Liebe Leser, liebe Freunde des “Olympischen Feuers”, in der letzten Woche ist dieser spannende Beitrag von Wolfgang Maennig in insgesamt drei Teilen erschienen. Falls Sie ihn verpasst haben oder Sie ihn nochmal als Ganzes nachlesen möchten – bitte schön! Viel Spaß dabei.

von Wolfgang Maennig [RINGE | ALLGEMEIN | GESELLSCHAFT | WIRTSCHAFT]

Rhein-Ruhr hat für Olympia 2032 seinen Hut in den Ring geworfen, und der DOSB unter seinem Präsidenten Alfons Hörmann hat sich hinter die Bewerbung gestellt. Ein mutiges und optimistisches Zeichen in einer Zeit, in welcher unter anderem Korruption und Doping, aber auch Kostenprobleme dem Ansehen des Treffens der besten AthletInnen der Welt viel Schaden zugefügt haben. Die Privatinitiative Rhein Ruhr setzt dem die Hoffnung auf Ehrlichkeit und Offenheit entgegen – ein neues Sommermärchen…

Aber wie realistisch sind unsere Chancen, den Zuschlag zu erhalten? Erinnern wir uns zunächst an die letzten deutschen Olympiabewerbungen. Berchtesgaden erhielt mit seiner Bewerbung für die Winterspiele 1992 sechs(!) der 84 abgegebenen IOC-Stimmen und schied als erste der sieben Bewerberstädte aus. Berlin bewarb sich für die Sommerspiele 2000, erhielt neun(!) der 89 Stimmen und schied – nach Istanbul – als zweite Stadt aus. Die Leipziger Bewerbung für die Sommerspiele 2012 scheiterte bereits in der ersten Bewerbungsphase und wurde zur IOC-Abstimmung nicht mehr zugelassen. München wollte die Winterspiele 2018, erhielt 25 der 92 abgegebenen Stimmen und unterlag dem südkoreanischen Pyeongchang (63 Stimmen) bereits im ersten Wahlgang. Zu einer zweiten Bewerbung Münchens für 2022 kam es nach einem negativen Volksentscheid nicht mehr. Auch Hamburg 2024 scheiterte an einem Volksentscheid.

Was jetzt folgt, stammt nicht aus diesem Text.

//! Operator confirmation of each recommendation.
//!
//! The mode is fixed for the whole run. In auto mode the recommendation is
//! final. In interactive mode the operator sees the analysis and picks an
//! action; pressing Enter takes the recommendation. Invalid answers
//! re-prompt. Losing the operator (EOF or Ctrl+C) aborts the run before
//! anything happens to the message under review.

pub mod input;

pub use input::{LineInput, OperatorInput, ScriptedInput, StdinInput, listen_for_ctrl_c};

use std::fmt;
use std::str::FromStr;

use serde::{Deserialize, Serialize};
use tracing::debug;

use crate::error::{Error, Result};
use crate::triage::{Disposition, DomainBias, LlmLabel};

const RULE: &str = "--------------------------------------------------------------------------------";
const BANNER: &str = "================================================================================";

/// Subject characters shown per message in auto mode.
const AUTO_SUBJECT_CHARS: usize = 60;

/// How final actions were chosen. Persisted with every record.
#[derive(Debug, Clone, Copy, PartialEq, Eq, Serialize, Deserialize)]
#[serde(rename_all = "lowercase")]
pub enum Mode {
    Interactive,
    Auto,
}

impl Mode {
    pub fn as_str(&self) -> &'static str {
        match self {
            Self::Interactive => "interactive",
            Self::Auto => "auto",
        }
    }

    /// Banner printed once at the start of a run.
    pub fn banner(&self) -> &'static str {
        match self {
            Self::Interactive => "Interactive mode enabled. You will be prompted for each email.",
            Self::Auto => "Auto mode enabled. Applying recommended actions automatically.",
        }
    }
}

impl fmt::Display for Mode {
    fn fmt(&self, f: &mut fmt::Formatter<'_>) -> fmt::Result {
        f.write_str(self.as_str())
    }
}

impl FromStr for Mode {
    type Err = String;

    fn from_str(s: &str) -> std::result::Result<Self, Self::Err> {
        match s.trim().to_ascii_lowercase().as_str() {
            "interactive" => Ok(Self::Interactive),
            "auto" => Ok(Self::Auto),
            other => Err(format!("unknown mode: {other}")),
        }
    }
}

/// Everything the operator is shown for one message.
#[derive(Debug, Clone)]
pub struct Review<'a> {
    pub from: &'a str,
    pub subject: &'a str,
    pub spam_score: f64,
    pub llm_label: LlmLabel,
    /// Present only when the sender's history passed the sample minimum.
    pub bias: Option<&'a DomainBias>,
    pub recommended: Disposition,
}

impl Review<'_> {
    /// Multi-line analysis block printed before the prompt.
    pub fn render(&self) -> String {
        let mut out = String::new();
        out.push_str(&format!("\n{BANNER}\n"));
        out.push_str(&format!("From: {}\n", self.from));
        out.push_str(&format!("Subject: {}\n", self.subject));
        out.push_str(&format!("{RULE}\n"));
        out.push_str("Analysis:\n");
        out.push_str(&format!("  • Rspamd Score: {:.2}\n", self.spam_score));
        out.push_str(&format!("  • LLM Classification: {}\n", self.llm_label));
        if let Some(bias) = self.bias {
            out.push_str(&format!("  • Historical: {}\n", bias.summary()));
        }
        out.push_str(&format!(
            "  • Recommended: {}\n",
            self.recommended.display_name()
        ));
        out.push_str(RULE);
        out
    }

    /// Single-line notice printed in auto mode.
    pub fn auto_line(&self) -> String {
        let subject: String = self.subject.chars().take(AUTO_SUBJECT_CHARS).collect();
        format!("\n{subject}... → {}", self.recommended.display_name())
    }
}

/// Prompt text with the recommendation as the bracketed default.
pub fn prompt_text(recommended: Disposition) -> &'static str {
    match recommended {
        Disposition::Promotional => "Action? [P]romotional (default), (s)pam, (k)eep: ",
        Disposition::Trash => "Action? [S]pam (default), (p)romotional, (k)eep: ",
        Disposition::Keep => "Action? [K]eep (default), (p)romotional, (s)pam: ",
    }
}

/// Map an operator answer to a disposition. Empty input takes `default`.
/// Returns `None` for anything unrecognized.
pub fn parse_choice(input: &str, default: Disposition) -> Option<Disposition> {
    match input.trim().to_ascii_lowercase().as_str() {
        "" => Some(default),
        "p" | "promotional" => Some(Disposition::Promotional),
        "s" | "spam" => Some(Disposition::Trash),
        "k" | "keep" | "skip" => Some(Disposition::Keep),
        _ => None,
    }
}

/// Per-run gate. Built once, consulted once per message.
pub struct InteractionGate {
    mode: Mode,
    input: Option<Box<dyn OperatorInput>>,
}

impl InteractionGate {
    /// Auto mode: every recommendation is final.
    pub fn unattended() -> Self {
        Self {
            mode: Mode::Auto,
            input: None,
        }
    }

    /// Interactive mode reading answers from `input`.
    pub fn confirm(input: impl OperatorInput + 'static) -> Self {
        Self {
            mode: Mode::Interactive,
            input: Some(Box::new(input)),
        }
    }

    pub fn mode(&self) -> Mode {
        self.mode
    }

    /// Final disposition for the reviewed message.
    ///
    /// Returns `Error::Interrupted` if the operator leaves mid-prompt.
    pub async fn resolve(&mut self, review: &Review<'_>) -> Result<Disposition> {
        let Some(input) = self.input.as_mut() else {
            println!("{}", review.auto_line());
            return Ok(review.recommended);
        };

        println!("{}", review.render());
        let prompt = prompt_text(review.recommended);
        loop {
            let Some(answer) = input.read_line(prompt).await? else {
                return Err(Error::Interrupted);
            };
            match parse_choice(&answer, review.recommended) {
                Some(choice) => {
                    debug!(
                        recommended = review.recommended.as_str(),
                        chosen = choice.as_str(),
                        "Operator decided"
                    );
                    return Ok(choice);
                }
                None => println!(
                    "Invalid choice. Please enter p, s, or k (or just press Enter for default)"
                ),
            }
        }
    }
}

#[cfg(test)]
mod tests {
    use super::*;
    use crate::triage::DomainHistory;

    fn review(recommended: Disposition) -> Review<'static> {
        Review {
            from: "Shop <deals@shop.com>",
            subject: "Big sale",
            spam_score: 4.256,
            llm_label: LlmLabel::Promotional,
            bias: None,
            recommended,
        }
    }

    #[test]
    fn mode_round_trips_persisted_names() {
        assert_eq!("interactive".parse::<Mode>().unwrap(), Mode::Interactive);
        assert_eq!("AUTO".parse::<Mode>().unwrap(), Mode::Auto);
        assert!("manual".parse::<Mode>().is_err());
        assert_eq!(Mode::Auto.to_string(), "auto");
    }

    #[test]
    fn choices_and_shortcuts() {
        let d = Disposition::Keep;
        assert_eq!(parse_choice("p", d), Some(Disposition::Promotional));
        assert_eq!(parse_choice("Promotional", d), Some(Disposition::Promotional));
        assert_eq!(parse_choice("S", d), Some(Disposition::Trash));
        assert_eq!(parse_choice("spam", d), Some(Disposition::Trash));
        assert_eq!(parse_choice("k", Disposition::Trash), Some(Disposition::Keep));
        assert_eq!(parse_choice("skip", Disposition::Trash), Some(Disposition::Keep));
        assert_eq!(parse_choice("trash", d), None);
        assert_eq!(parse_choice("x", d), None);
    }

    #[test]
    fn empty_answer_takes_recommendation() {
        for d in [Disposition::Keep, Disposition::Promotional, Disposition::Trash] {
            assert_eq!(parse_choice("", d), Some(d));
            assert_eq!(parse_choice("   ", d), Some(d));
        }
    }

    #[test]
    fn prompt_names_the_default() {
        assert!(prompt_text(Disposition::Promotional).contains("[P]romotional (default)"));
        assert!(prompt_text(Disposition::Trash).contains("[S]pam (default)"));
        assert!(prompt_text(Disposition::Keep).contains("[K]eep (default)"));
    }

    #[test]
    fn render_includes_history_only_when_present() {
        let plain = review(Disposition::Promotional).render();
        assert!(plain.contains("Rspamd Score: 4.26"));
        assert!(plain.contains("LLM Classification: promotional"));
        assert!(plain.contains("Recommended: PROMOTIONAL"));
        assert!(!plain.contains("Historical"));

        let history: DomainHistory = [("trash", 3u64), ("skip", 1)].into_iter().collect();
        let bias = DomainBias::from_history(&history, 3).unwrap();
        let mut with_history = review(Disposition::Trash);
        with_history.bias = Some(&bias);
        let text = with_history.render();
        assert!(text.contains("Historical: 4 past email(s) (75% spam, 0% promotional, 25% keep)"));
        assert!(text.contains("Recommended: SPAM"));
    }

    #[test]
    fn auto_line_truncates_subject() {
        let long = "x".repeat(80);
        let mut r = review(Disposition::Keep);
        r.subject = &long;
        let line = r.auto_line();
        assert!(line.ends_with(&format!("{}... → KEEP", "x".repeat(60))));
    }

    #[tokio::test]
    async fn unattended_passes_through() {
        let mut gate = InteractionGate::unattended();
        assert_eq!(gate.mode(), Mode::Auto);
        let chosen = gate.resolve(&review(Disposition::Trash)).await.unwrap();
        assert_eq!(chosen, Disposition::Trash);
    }

    #[tokio::test]
    async fn confirm_reprompts_on_invalid_input() {
        let mut gate = InteractionGate::confirm(ScriptedInput::new(["what", "maybe", "k"]));
        assert_eq!(gate.mode(), Mode::Interactive);
        let chosen = gate.resolve(&review(Disposition::Promotional)).await.unwrap();
        assert_eq!(chosen, Disposition::Keep);
    }

    #[tokio::test]
    async fn confirm_default_is_recommendation() {
        let mut gate = InteractionGate::confirm(ScriptedInput::new([""]));
        let chosen = gate.resolve(&review(Disposition::Trash)).await.unwrap();
        assert_eq!(chosen, Disposition::Trash);
    }

    #[tokio::test]
    async fn operator_leaving_interrupts() {
        let mut gate = InteractionGate::confirm(ScriptedInput::new(["nope"]));
        let err = gate.resolve(&review(Disposition::Keep)).await.unwrap_err();
        assert!(matches!(err, Error::Interrupted));
    }
}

Angesichts dieser nur begrenzt positiven Erfahrungen mit deutschen Olympiabewerbungen sollte die Eingangsfrage anders gestellt werden: Was können wir aus der Vergangenheit lernen – wie (anders) sollte eine Olympiabewerbung aussehen, damit sie erfolgreich sein kann?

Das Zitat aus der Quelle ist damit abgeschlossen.